» **Your assignment**
Go through the material and copy each line that includes "BTreeMap".

» **Data records**
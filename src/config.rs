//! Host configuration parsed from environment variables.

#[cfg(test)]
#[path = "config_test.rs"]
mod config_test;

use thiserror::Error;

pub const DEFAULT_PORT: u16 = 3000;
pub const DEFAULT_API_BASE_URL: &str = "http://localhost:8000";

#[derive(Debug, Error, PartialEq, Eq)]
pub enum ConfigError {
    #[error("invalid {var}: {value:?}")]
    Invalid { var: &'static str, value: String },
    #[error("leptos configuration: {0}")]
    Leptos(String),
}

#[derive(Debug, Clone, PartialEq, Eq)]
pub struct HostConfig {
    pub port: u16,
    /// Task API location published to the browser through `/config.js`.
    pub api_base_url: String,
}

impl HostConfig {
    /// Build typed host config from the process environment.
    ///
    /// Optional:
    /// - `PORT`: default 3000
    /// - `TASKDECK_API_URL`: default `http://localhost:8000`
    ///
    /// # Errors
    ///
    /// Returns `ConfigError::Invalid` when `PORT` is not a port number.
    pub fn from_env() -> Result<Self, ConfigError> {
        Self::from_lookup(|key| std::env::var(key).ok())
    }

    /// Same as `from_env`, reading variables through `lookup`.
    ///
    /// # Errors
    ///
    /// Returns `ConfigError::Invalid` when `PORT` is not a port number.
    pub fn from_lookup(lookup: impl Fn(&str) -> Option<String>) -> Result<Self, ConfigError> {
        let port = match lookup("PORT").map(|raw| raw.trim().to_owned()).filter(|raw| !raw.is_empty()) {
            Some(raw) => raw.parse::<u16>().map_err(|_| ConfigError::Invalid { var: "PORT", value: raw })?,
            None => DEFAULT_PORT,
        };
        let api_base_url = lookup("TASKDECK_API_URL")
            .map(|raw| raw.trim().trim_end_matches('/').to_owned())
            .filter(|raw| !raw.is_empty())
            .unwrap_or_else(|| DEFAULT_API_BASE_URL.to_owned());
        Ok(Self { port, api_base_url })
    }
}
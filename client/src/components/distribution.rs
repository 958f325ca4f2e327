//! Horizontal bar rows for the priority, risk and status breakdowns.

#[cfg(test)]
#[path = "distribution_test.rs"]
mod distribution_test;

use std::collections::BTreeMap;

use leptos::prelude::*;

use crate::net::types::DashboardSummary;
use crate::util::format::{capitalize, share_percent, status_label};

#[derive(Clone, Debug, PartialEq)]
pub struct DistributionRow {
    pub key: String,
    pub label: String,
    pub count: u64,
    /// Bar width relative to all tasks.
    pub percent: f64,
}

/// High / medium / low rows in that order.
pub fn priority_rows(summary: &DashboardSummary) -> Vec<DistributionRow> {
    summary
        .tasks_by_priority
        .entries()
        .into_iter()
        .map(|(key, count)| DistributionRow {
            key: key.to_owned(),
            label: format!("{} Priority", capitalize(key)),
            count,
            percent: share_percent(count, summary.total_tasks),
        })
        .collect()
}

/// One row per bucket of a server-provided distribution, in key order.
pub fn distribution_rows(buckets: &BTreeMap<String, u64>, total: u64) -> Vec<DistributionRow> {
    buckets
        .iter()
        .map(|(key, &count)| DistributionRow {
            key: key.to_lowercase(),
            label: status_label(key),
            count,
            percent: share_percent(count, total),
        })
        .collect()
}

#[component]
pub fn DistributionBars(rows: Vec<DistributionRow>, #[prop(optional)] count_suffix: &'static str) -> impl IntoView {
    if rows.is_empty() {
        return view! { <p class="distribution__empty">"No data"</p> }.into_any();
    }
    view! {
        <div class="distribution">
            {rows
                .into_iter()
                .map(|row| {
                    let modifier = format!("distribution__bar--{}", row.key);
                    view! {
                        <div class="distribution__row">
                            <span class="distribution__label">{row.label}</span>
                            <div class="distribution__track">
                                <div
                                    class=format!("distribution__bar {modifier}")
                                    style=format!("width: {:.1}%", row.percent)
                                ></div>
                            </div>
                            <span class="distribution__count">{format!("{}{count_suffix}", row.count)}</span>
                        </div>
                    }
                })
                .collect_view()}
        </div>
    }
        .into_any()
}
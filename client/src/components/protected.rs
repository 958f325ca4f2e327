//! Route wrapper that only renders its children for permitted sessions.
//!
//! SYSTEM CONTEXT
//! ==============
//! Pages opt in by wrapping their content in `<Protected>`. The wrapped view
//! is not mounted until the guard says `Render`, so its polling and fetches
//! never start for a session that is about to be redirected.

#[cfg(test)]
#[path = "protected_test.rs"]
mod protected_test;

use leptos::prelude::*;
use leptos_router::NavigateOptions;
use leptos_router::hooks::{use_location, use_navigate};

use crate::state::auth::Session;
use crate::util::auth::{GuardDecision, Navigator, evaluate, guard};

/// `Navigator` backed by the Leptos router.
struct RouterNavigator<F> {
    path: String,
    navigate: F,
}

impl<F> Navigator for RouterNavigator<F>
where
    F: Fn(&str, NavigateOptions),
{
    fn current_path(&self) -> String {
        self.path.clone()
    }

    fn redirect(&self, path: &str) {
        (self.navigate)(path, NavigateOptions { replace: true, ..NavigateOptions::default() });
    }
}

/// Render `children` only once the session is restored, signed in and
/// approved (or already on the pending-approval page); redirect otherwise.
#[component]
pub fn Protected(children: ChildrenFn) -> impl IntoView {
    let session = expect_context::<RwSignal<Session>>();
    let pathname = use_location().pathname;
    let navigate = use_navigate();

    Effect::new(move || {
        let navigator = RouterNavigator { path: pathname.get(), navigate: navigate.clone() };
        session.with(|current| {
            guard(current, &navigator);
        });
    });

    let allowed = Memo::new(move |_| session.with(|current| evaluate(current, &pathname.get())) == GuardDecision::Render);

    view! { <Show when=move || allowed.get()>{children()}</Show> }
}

» **Response to this exercise**
use std::collections::BTreeMap;
pub fn distribution_rows(buckets: &BTreeMap<String, u64>, total: u64) -> Vec<DistributionRow> {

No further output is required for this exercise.